Starting spring this year, all users of Google Nest (Google’s subsidiary that sells smart home products) will be required to enroll for two-factor authentication to reduce the likelihood of unauthorized persons gaining access to a Nest account, Google Nest’s head of security announced in a blog post on February 11. MediaNama has reached out to Google seeking clarification on the exact date when the change will be brought into effect and whether this feature will also be available for Nest users in India. The move comes a month after a user of Xiaomi’s Mijia, a smart home security camera, claimed that their Google Nest Hub smart display started showing images from strangers’ cameras.

“Automated attacks like credential stuffing are becoming more common. That’s when stolen information like email addresses and passwords used on other websites are repurposed to gain unauthorized access to an account or device.” – Google Nest said in the blog.

Spring onwards, Google will require all Nest users who have not already enrolled in two-factor authentication or migrated to a Google account to verify their identity via email. This essentially means that simply having a username and a password will not be sufficient for someone to login to an account.

How the 2-factor authentication will work: When a new login into an account will be initiated, users will receive an email from account@nest.com with a six-digit verification code. That code will be used to verify that it’s the genuine account holder trying to login. Without it, the account will be barred from access. Google still encourages users to migrate to their Google accounts as they claim it gives them additional security protections.

Nikhil adds: For now, the two factor authentication might be email based, but in future, it’s likely that Google will have to take a mobile-first approach, including for the setting up of devices in India, where many users are unlikely to have ready or easy access to an email, and where mobile phones and mobile number + OTP might be the preferred means of logging in.

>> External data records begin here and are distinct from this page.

#[cfg(test)]
mod tests {
    use super::*;
    use crate::time::ManualClock;
    use serde_json::json;
    use std::time::Duration;

    fn world() -> (WorldState, Arc<ManualClock>) {
        let clock = Arc::new(ManualClock::new(Timestamp::from_millis(1_000)));
        (WorldState::with_clock(clock.clone()), clock)
    }

    fn position() -> ComponentType {
        ComponentType::new("position")
    }

    fn health() -> ComponentType {
        ComponentType::new("health")
    }

    #[test]
    fn test_create_and_get_entity() {
        let (mut state, _) = world();
        let id = state.create_entity("npc", RegionId::new("north")).unwrap();

        let entity = state.get_entity(id).unwrap();
        assert_eq!(entity.entity_type, "npc");
        assert_eq!(entity.region, RegionId::new("north"));
        assert_eq!(state.entities_by_type("npc"), vec![id]);
        assert_eq!(state.entities_by_region(&RegionId::new("north")), vec![id]);
    }

    #[test]
    fn test_create_entity_rejects_empty_type() {
        let (mut state, _) = world();
        assert!(matches!(
            state.create_entity(" ", RegionId::new("north")),
            Err(WorldError::Invalid(_))
        ));
    }

    #[test]
    fn test_destroy_removes_all_components() {
        let (mut state, _) = world();
        let id = state.create_entity("npc", RegionId::new("north")).unwrap();
        state.add_component(id, position(), json!({"x": 1})).unwrap();
        state.add_component(id, health(), json!({"hp": 5})).unwrap();

        let removed = state.destroy_entity(id).unwrap();
        assert_eq!(removed.components.len(), 2);

        for ty in [position(), health()] {
            let err = state.get_component(id, &ty).unwrap_err();
            assert!(err.is_not_found());
            assert!(state.entities_with_component(&ty).is_empty());
        }
        assert!(state.entities_by_type("npc").is_empty());
        assert_eq!(state.component_count(), 0);
        state.check_invariants().unwrap();
    }

    #[test]
    fn test_destroy_unknown_entity() {
        let (mut state, _) = world();
        let id = EntityId::new();
        assert_eq!(
            state.destroy_entity(id).unwrap_err(),
            WorldError::EntityNotFound(id)
        );
    }

    #[test]
    fn test_component_requires_live_entity() {
        let (mut state, _) = world();
        let ghost = EntityId::new();
        assert_eq!(
            state.add_component(ghost, position(), json!({})).unwrap_err(),
            WorldError::EntityNotFound(ghost)
        );
    }

    #[test]
    fn test_add_component_twice_is_rejected() {
        let (mut state, _) = world();
        let id = state.create_entity("npc", RegionId::new("north")).unwrap();
        state.add_component(id, position(), json!({"x": 1})).unwrap();
        assert!(matches!(
            state.add_component(id, position(), json!({"x": 2})),
            Err(WorldError::ComponentExists { .. })
        ));
    }

    #[test]
    fn test_update_merges_fields() {
        let (mut state, clock) = world();
        let id = state.create_entity("npc", RegionId::new("north")).unwrap();
        state
            .add_component(id, health(), json!({"hp": 10, "max": 10}))
            .unwrap();

        clock.advance(Duration::from_millis(5));
        let updated = state.update_component(id, &health(), json!({"hp": 4})).unwrap();
        assert_eq!(updated.field("hp"), Some(&json!(4)));
        assert_eq!(updated.field("max"), Some(&json!(10)));
        assert_eq!(state.get_entity(id).unwrap().updated_at.as_millis(), 1_005);
    }

    #[test]
    fn test_update_missing_component() {
        let (mut state, _) = world();
        let id = state.create_entity("npc", RegionId::new("north")).unwrap();
        assert!(matches!(
            state.update_component(id, &health(), json!({"hp": 1})),
            Err(WorldError::ComponentNotFound { .. })
        ));
    }

    #[test]
    fn test_multi_component_query() {
        let (mut state, _) = world();
        let e1 = state.create_entity("npc", RegionId::new("north")).unwrap();
        let e2 = state.create_entity("npc", RegionId::new("north")).unwrap();
        state.add_component(e1, position(), json!({"x": 0})).unwrap();
        state.add_component(e1, health(), json!({"hp": 3})).unwrap();
        state.add_component(e2, position(), json!({"x": 9})).unwrap();

        let both = state.entities_with_components(&[position(), health()]);
        assert_eq!(both, vec![e1]);

        state.remove_component(e1, &health()).unwrap();
        assert!(state
            .entities_with_components(&[position(), health()])
            .is_empty());
        assert!(state.entities_with_component(&position()).contains(&e1));
        state.check_invariants().unwrap();
    }

    #[test]
    fn test_query_unknown_component_type() {
        let (mut state, _) = world();
        let id = state.create_entity("npc", RegionId::new("north")).unwrap();
        state.add_component(id, position(), json!({})).unwrap();
        assert!(state
            .entities_with_components(&[position(), ComponentType::new("mana")])
            .is_empty());
    }

    #[test]
    fn test_activate_region() {
        let (mut state, _) = world();
        let north = RegionId::new("north");
        let a = state.create_entity("npc", north.clone()).unwrap();
        let b = state.create_entity("npc", north.clone()).unwrap();
        let c = state.create_entity("npc", RegionId::new("south")).unwrap();
        for id in [a, b, c] {
            state.set_active(id, false).unwrap();
        }

        assert_eq!(state.activate_region(&north), 2);
        assert!(state.get_entity(a).unwrap().active);
        assert!(!state.get_entity(c).unwrap().active);
    }

    #[test]
    fn test_export_import_round_trip() {
        let (mut state, _) = world();
        let id = state.create_entity("npc", RegionId::new("north")).unwrap();
        state.add_component(id, position(), json!({"x": 1})).unwrap();
        let snapshot = state.export();

        let (mut replica, _) = world();
        replica.create_entity("stale", RegionId::new("west")).unwrap();
        replica.import(snapshot.clone()).unwrap();

        assert_eq!(replica.entity_count(), 1);
        assert!(replica.entities_by_type("stale").is_empty());
        assert_eq!(
            replica.get_component(id, &position()).unwrap().field("x"),
            Some(&json!(1))
        );
        replica.check_invariants().unwrap();

        let restored = WorldSnapshot::from_json(&snapshot.to_json().unwrap()).unwrap();
        assert_eq!(restored, snapshot);
    }

    #[test]
    fn test_import_rejects_foreign_component() {
        let (mut state, _) = world();
        let id = state.create_entity("npc", RegionId::new("north")).unwrap();
        state.add_component(id, position(), json!({})).unwrap();
        let mut snapshot = state.export();
        snapshot.entities[0].components[0].entity_id = EntityId::new();

        let (mut replica, _) = world();
        assert!(matches!(replica.import(snapshot), Err(WorldError::Invalid(_))));
    }

    #[test]
    fn test_merge_remote_last_write_wins() {
        let (mut authority, clock) = world();
        let id = authority.create_entity("npc", RegionId::new("north")).unwrap();
        authority.add_component(id, health(), json!({"hp": 10})).unwrap();

        let (mut replica, _) = world();
        let report = replica.merge_remote(authority.export().entities).unwrap();
        assert_eq!(report.inserted, 1);

        // Newer authority write replaces the replica copy.
        clock.advance(Duration::from_millis(50));
        authority.update_component(id, &health(), json!({"hp": 3})).unwrap();
        let report = replica.merge_remote(authority.export().entities).unwrap();
        assert_eq!(report.updated, 1);
        assert_eq!(
            replica.get_component(id, &health()).unwrap().field("hp"),
            Some(&json!(3))
        );

        // Same version again is a no-op.
        let report = replica.merge_remote(authority.export().entities).unwrap();
        assert_eq!(report.skipped, 1);
        replica.check_invariants().unwrap();
    }

    #[test]
    fn test_merge_remote_keeps_newer_local() {
        let clock = Arc::new(ManualClock::new(Timestamp::from_millis(1_000)));
        let mut authority = WorldState::with_clock(clock.clone());
        let id = authority.create_entity("npc", RegionId::new("north")).unwrap();
        authority.add_component(id, health(), json!({"hp": 10})).unwrap();
        let stale = authority.export().entities;

        let mut replica = WorldState::with_clock(clock.clone());
        replica.merge_remote(stale.clone()).unwrap();
        clock.advance(Duration::from_millis(10));
        replica.update_component(id, &health(), json!({"hp": 1})).unwrap();

        let report = replica.merge_remote(stale).unwrap();
        assert_eq!(report.skipped, 1);
        assert_eq!(
            replica.get_component(id, &health()).unwrap().field("hp"),
            Some(&json!(1))
        );
    }

    #[test]
    fn test_merge_does_not_resurrect_destroyed_entity() {
        let clock = Arc::new(ManualClock::new(Timestamp::from_millis(1_000)));
        let mut authority = WorldState::with_clock(clock.clone());
        let id = authority.create_entity("npc", RegionId::new("north")).unwrap();
        let remote = authority.export().entities;

        let mut replica = WorldState::with_clock(clock.clone());
        replica.merge_remote(remote.clone()).unwrap();
        clock.advance(Duration::from_millis(10));
        replica.destroy_entity(id).unwrap();

        let report = replica.merge_remote(remote).unwrap();
        assert_eq!(report.skipped, 1);
        assert!(replica.get_entity(id).is_err());
    }

    #[test]
    fn test_merge_rejects_whole_batch_on_bad_entry() {
        let (mut authority, _) = world();
        let first = authority.create_entity("npc", RegionId::new("north")).unwrap();
        let second = authority.create_entity("npc", RegionId::new("north")).unwrap();
        authority.add_component(second, health(), json!({"hp": 4})).unwrap();
        let third = authority.create_entity("npc", RegionId::new("south")).unwrap();

        let mut bad = authority.snapshot_entity(second).unwrap();
        bad.components[0].entity_id = EntityId::new();
        let batch = vec![
            authority.snapshot_entity(first).unwrap(),
            bad,
            authority.snapshot_entity(third).unwrap(),
        ];

        let (mut replica, _) = world();
        assert!(matches!(replica.merge_remote(batch), Err(WorldError::Invalid(_))));
        assert_eq!(replica.entity_count(), 0);
        assert!(replica.get_entity(first).is_err());
        assert!(replica.get_entity(third).is_err());
    }

    #[test]
    fn test_merge_rejects_duplicate_ids() {
        let (mut authority, _) = world();
        authority.create_entity("npc", RegionId::new("north")).unwrap();
        let mut batch = authority.export().entities;
        batch.push(batch[0].clone());

        let (mut replica, _) = world();
        assert!(matches!(
            replica.merge_remote(batch),
            Err(WorldError::EntityExists(_))
        ));
        assert_eq!(replica.entity_count(), 0);
    }

    #[test]
    fn test_spawn_entities_is_all_or_nothing() {
        let (mut state, _) = world();
        let north = RegionId::new("north");

        let err = state
            .spawn_entities(
                north.clone(),
                vec![
                    ("wolf".into(), vec![(health(), json!({"hp": 5}))]),
                    ("wolf".into(), vec![]),
                    (" ".into(), vec![]),
                ],
            )
            .unwrap_err();
        assert!(matches!(err, WorldError::Invalid(_)));
        assert_eq!(state.entity_count(), 0);
        assert_eq!(state.component_count(), 0);

        let ids = state
            .spawn_entities(
                north.clone(),
                vec![
                    ("wolf".into(), vec![(health(), json!({"hp": 5}))]),
                    ("wolf".into(), vec![]),
                ],
            )
            .unwrap();
        assert_eq!(ids.len(), 2);
        assert_eq!(state.entities_by_type("wolf").len(), 2);
        assert_eq!(state.entities_with_component(&health()), vec![ids[0]]);
        state.check_invariants().unwrap();
    }

    #[test]
    fn test_prune_tombstones_by_age() {
        let (mut state, clock) = world();
        let old = state.create_entity("npc", RegionId::new("north")).unwrap();
        state.destroy_entity(old).unwrap();
        clock.advance(Duration::from_secs(60));
        let recent = state.create_entity("npc", RegionId::new("north")).unwrap();
        state.destroy_entity(recent).unwrap();
        assert_eq!(state.tombstone_count(), 2);

        let cutoff = Timestamp::from_millis(state.now().as_millis() - 30_000);
        assert_eq!(state.prune_tombstones(cutoff), 1);
        assert_eq!(state.tombstone_count(), 1);
        assert_eq!(state.prune_tombstones(cutoff), 0);
    }

    #[test]
    fn test_region_snapshot() {
        let (mut state, _) = world();
        let north = RegionId::new("north");
        let id = state.create_entity("npc", north.clone()).unwrap();
        state.add_component(id, position(), json!({"x": 2})).unwrap();
        state.create_entity("npc", RegionId::new("south")).unwrap();

        let snapshot = state.region_snapshot(&north);
        assert_eq!(snapshot.entities.len(), 1);
        assert_eq!(snapshot.entities[0].entity.id, id);
        assert_eq!(snapshot.entities[0].components.len(), 1);
    }
}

How secure are smart home devices?

Google Nest displaying random images from strangers’ cameras: Last month, a user of Xiaomi’s Mijia, a smart home security camera, claimed that their Google Nest Hub smart display started showing images from strangers’ cameras, including a sleeping baby in a crib. A Google spokesperson had confirmed to MediaNama that the company had disabled Xiaomi’s integration on its devices as a result of this problem. Google did not give reasons behind the issue and did not clarify if this was an isolated instance. Xiaomi told us that “a very small number of users in India were potentially affected by the issue”.

Smart home devices have often been compromised in the past too:

  • In December 2019,  a vulnerability in Wyze’s smart home cameras and devices compromised the data of about 2.4 million customers, including information like usernames, email addresses, camera nicknames, device models, firmware information, Wi-Fi SSID details, API tokens for iOS and Android, The Verge had reported.
  • The same month, a user of Amazon’s Ring security camera in USA’s Mississippi said that a stranger gained control over the camera and could see and talk to his 8-year-old daughter via the camera.